- _Available data_
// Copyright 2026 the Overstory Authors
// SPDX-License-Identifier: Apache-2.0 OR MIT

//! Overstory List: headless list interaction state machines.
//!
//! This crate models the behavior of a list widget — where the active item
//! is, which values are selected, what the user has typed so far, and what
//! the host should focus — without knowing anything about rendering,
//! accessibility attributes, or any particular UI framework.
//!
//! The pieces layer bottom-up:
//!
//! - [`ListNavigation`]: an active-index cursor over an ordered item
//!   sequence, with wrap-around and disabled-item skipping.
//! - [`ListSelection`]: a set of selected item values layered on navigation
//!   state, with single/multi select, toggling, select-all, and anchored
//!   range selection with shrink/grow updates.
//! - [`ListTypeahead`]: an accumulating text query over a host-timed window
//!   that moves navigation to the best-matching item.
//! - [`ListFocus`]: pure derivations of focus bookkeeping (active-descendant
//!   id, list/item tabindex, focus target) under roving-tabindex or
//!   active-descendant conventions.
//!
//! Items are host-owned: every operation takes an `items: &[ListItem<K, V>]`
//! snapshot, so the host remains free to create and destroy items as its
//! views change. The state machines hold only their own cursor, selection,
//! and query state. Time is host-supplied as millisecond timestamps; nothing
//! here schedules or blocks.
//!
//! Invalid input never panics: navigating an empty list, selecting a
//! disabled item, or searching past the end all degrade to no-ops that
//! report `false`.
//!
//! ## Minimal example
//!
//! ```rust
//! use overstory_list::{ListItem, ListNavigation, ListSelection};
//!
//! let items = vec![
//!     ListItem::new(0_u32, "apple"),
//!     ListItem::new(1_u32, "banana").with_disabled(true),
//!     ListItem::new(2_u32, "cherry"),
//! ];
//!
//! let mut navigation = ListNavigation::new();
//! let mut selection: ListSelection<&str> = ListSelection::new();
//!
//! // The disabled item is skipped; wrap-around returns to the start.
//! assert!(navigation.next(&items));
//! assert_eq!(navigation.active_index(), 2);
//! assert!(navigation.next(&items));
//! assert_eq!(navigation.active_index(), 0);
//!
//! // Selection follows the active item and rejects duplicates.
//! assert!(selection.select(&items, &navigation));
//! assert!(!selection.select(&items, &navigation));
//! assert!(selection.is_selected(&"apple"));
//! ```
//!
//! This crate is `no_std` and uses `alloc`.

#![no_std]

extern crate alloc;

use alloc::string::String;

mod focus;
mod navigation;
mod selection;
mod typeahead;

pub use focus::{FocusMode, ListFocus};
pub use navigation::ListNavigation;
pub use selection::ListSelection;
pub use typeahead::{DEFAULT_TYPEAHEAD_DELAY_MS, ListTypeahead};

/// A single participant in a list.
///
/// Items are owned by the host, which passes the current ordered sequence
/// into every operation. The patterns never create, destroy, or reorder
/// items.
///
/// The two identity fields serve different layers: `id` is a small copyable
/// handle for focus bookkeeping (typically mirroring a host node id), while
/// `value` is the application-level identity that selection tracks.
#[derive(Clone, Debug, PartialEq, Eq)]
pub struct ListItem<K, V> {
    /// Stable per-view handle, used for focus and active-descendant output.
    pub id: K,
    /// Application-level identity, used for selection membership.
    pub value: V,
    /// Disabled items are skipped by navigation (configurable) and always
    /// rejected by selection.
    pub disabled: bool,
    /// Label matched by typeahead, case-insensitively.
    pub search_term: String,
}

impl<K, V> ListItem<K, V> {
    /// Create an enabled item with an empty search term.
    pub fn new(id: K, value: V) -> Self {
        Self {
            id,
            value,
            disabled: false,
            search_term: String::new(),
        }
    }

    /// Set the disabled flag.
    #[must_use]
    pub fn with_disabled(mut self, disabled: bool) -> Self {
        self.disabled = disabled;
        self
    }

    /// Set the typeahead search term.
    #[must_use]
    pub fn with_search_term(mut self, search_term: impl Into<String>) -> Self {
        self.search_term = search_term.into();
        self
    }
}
* * *
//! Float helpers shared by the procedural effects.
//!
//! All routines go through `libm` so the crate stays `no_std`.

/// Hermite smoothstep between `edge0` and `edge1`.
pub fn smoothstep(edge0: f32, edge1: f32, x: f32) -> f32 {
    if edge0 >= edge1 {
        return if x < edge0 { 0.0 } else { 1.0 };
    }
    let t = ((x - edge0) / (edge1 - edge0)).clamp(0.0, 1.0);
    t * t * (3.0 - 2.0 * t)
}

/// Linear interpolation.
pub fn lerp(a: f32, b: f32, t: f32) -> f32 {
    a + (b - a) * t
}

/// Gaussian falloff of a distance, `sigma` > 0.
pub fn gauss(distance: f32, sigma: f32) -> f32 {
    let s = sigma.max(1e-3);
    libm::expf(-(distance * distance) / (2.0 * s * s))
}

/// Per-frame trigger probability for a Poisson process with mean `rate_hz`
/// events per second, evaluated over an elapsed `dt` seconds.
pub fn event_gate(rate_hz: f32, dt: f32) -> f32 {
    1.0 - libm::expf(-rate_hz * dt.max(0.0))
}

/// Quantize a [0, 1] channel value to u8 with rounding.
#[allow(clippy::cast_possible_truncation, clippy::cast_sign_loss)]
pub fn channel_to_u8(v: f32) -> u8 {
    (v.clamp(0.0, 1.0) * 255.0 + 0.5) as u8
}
...
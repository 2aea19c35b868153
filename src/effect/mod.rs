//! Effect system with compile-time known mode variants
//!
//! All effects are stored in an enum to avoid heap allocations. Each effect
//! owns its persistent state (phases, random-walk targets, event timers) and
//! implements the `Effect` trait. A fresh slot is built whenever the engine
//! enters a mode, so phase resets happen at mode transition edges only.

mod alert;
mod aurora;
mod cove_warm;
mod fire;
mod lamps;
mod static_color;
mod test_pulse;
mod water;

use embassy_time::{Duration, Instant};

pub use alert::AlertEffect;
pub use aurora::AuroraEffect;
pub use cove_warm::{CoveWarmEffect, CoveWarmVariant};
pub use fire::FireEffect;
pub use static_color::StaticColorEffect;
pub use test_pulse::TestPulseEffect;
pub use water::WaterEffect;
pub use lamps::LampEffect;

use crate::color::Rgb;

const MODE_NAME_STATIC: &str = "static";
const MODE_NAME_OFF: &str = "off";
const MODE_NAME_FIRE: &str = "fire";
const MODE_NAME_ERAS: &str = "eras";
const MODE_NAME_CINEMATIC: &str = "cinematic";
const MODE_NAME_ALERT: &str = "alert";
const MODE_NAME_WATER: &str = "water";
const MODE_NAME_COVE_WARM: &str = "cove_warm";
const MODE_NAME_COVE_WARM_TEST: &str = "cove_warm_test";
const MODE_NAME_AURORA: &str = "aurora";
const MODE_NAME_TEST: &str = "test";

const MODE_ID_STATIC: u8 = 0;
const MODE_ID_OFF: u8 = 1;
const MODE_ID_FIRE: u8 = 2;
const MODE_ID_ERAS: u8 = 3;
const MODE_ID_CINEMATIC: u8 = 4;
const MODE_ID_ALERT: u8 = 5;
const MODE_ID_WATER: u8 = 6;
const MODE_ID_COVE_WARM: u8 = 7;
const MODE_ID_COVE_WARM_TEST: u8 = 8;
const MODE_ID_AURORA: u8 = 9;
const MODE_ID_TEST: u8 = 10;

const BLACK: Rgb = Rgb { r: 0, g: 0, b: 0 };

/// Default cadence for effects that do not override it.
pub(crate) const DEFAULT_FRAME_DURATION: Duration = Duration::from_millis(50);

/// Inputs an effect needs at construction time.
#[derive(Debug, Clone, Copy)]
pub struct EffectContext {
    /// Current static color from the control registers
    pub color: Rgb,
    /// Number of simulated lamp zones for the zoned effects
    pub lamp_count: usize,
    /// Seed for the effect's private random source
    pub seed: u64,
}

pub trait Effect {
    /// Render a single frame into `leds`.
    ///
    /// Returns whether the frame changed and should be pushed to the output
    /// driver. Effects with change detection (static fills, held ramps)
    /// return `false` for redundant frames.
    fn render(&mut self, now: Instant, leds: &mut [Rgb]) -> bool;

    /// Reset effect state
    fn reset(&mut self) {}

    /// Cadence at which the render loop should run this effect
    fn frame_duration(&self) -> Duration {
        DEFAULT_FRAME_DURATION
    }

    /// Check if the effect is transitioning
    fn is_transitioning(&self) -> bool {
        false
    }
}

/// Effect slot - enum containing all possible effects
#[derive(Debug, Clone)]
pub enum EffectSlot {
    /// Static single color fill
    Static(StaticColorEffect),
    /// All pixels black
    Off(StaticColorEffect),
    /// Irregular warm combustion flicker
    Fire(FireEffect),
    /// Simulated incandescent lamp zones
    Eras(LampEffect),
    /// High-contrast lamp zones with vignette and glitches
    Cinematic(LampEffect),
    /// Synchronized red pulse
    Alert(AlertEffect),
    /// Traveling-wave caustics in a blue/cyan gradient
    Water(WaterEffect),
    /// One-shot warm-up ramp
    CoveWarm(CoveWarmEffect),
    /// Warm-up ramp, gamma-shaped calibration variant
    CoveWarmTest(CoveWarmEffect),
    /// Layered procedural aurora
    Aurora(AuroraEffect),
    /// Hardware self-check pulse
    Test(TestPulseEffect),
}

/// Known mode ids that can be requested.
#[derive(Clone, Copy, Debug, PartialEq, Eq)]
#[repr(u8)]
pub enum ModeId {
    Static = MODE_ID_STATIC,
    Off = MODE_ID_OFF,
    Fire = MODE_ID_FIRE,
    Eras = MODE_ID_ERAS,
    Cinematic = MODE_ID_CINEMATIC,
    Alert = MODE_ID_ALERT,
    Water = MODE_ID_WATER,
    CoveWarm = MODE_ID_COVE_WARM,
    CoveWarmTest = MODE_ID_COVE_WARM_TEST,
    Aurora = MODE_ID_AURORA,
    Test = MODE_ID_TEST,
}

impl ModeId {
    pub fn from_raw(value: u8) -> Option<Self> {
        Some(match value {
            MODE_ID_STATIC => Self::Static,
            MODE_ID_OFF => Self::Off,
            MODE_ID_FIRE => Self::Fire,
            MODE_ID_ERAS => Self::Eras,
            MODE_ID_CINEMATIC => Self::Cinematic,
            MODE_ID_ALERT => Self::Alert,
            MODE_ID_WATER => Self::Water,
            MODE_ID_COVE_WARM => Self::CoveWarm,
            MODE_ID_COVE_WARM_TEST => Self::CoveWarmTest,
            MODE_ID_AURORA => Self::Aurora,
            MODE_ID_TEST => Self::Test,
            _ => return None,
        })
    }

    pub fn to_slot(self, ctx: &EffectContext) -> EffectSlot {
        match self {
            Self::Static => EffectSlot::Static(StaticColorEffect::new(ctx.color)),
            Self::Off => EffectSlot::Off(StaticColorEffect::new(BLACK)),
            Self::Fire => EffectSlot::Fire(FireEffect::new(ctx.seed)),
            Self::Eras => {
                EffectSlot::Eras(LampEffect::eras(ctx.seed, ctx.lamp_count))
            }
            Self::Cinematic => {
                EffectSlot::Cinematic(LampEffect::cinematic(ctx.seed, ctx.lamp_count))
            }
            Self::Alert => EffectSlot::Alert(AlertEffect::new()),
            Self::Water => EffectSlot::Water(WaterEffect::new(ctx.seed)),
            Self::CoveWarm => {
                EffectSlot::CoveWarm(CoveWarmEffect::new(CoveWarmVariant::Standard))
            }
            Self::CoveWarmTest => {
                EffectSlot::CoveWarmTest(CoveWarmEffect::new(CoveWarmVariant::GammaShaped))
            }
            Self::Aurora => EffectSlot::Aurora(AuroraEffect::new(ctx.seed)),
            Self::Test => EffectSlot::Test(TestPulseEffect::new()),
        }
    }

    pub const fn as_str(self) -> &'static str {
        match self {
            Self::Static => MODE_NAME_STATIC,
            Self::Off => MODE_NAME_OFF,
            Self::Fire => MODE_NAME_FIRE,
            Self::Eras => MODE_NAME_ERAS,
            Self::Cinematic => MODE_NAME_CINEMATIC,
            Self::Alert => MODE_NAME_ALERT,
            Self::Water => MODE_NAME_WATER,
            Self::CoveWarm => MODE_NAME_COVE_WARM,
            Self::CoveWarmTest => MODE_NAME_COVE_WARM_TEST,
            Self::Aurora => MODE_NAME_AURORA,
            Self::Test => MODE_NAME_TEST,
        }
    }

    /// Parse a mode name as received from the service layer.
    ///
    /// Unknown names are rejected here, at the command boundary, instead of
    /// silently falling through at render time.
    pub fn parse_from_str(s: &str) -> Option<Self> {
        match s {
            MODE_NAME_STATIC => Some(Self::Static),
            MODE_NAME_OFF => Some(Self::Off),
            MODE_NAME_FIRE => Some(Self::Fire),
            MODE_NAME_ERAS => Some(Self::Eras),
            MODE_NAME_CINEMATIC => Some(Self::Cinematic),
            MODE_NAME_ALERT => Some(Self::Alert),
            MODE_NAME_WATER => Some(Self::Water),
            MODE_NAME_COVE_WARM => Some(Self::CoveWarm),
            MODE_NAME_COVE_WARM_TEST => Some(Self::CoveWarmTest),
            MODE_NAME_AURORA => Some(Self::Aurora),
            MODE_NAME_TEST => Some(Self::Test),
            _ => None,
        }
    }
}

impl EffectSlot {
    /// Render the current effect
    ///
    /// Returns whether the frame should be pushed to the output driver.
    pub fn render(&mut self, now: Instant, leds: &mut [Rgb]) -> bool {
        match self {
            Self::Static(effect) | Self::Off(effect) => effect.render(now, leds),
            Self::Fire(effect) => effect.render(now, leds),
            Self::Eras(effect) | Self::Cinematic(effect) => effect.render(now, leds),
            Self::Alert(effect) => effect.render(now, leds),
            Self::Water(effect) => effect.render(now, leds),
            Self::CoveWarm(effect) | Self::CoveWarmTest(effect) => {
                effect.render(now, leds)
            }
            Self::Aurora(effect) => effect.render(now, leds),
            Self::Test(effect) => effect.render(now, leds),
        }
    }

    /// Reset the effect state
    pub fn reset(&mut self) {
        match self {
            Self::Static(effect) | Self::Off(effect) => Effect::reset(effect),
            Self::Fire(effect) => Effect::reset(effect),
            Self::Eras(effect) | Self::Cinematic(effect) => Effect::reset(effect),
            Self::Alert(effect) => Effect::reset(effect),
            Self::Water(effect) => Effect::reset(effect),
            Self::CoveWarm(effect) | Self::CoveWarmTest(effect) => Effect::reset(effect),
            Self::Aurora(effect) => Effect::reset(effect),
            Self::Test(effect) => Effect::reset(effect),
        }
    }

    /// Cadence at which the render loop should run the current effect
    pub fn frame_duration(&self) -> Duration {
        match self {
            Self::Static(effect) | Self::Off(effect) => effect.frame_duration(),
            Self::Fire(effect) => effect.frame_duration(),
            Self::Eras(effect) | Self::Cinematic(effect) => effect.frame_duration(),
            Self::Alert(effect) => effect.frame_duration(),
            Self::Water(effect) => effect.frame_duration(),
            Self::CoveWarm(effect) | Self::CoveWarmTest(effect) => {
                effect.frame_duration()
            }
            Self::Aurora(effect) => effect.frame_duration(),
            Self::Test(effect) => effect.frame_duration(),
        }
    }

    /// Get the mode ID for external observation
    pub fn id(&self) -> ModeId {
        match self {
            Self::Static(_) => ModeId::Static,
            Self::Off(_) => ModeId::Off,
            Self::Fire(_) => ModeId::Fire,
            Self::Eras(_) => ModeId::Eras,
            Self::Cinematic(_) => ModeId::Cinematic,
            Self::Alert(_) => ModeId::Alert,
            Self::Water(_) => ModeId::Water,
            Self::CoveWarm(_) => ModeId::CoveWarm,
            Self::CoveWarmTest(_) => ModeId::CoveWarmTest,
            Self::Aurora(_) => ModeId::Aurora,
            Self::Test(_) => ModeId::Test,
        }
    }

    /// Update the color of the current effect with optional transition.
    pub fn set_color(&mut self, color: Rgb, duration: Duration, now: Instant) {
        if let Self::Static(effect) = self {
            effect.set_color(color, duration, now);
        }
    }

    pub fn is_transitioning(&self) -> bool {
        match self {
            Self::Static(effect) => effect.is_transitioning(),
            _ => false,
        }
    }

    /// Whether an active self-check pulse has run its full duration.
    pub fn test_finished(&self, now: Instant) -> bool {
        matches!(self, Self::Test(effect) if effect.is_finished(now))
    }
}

- _Work to complete_
Report every line of the preceding listing where the string "CoveWarmTest" occurs.

- _Expected output_
    CoveWarmTest(CoveWarmEffect),
    CoveWarmTest = MODE_ID_COVE_WARM_TEST,
            MODE_ID_COVE_WARM_TEST => Self::CoveWarmTest,
            Self::CoveWarmTest => {
                EffectSlot::CoveWarmTest(CoveWarmEffect::new(CoveWarmVariant::GammaShaped))
            Self::CoveWarmTest => MODE_NAME_COVE_WARM_TEST,
            MODE_NAME_COVE_WARM_TEST => Some(Self::CoveWarmTest),
            Self::CoveWarm(effect) | Self::CoveWarmTest(effect) => {
            Self::CoveWarm(effect) | Self::CoveWarmTest(effect) => Effect::reset(effect),
            Self::CoveWarm(effect) | Self::CoveWarmTest(effect) => {
            Self::CoveWarmTest(_) => ModeId::CoveWarmTest,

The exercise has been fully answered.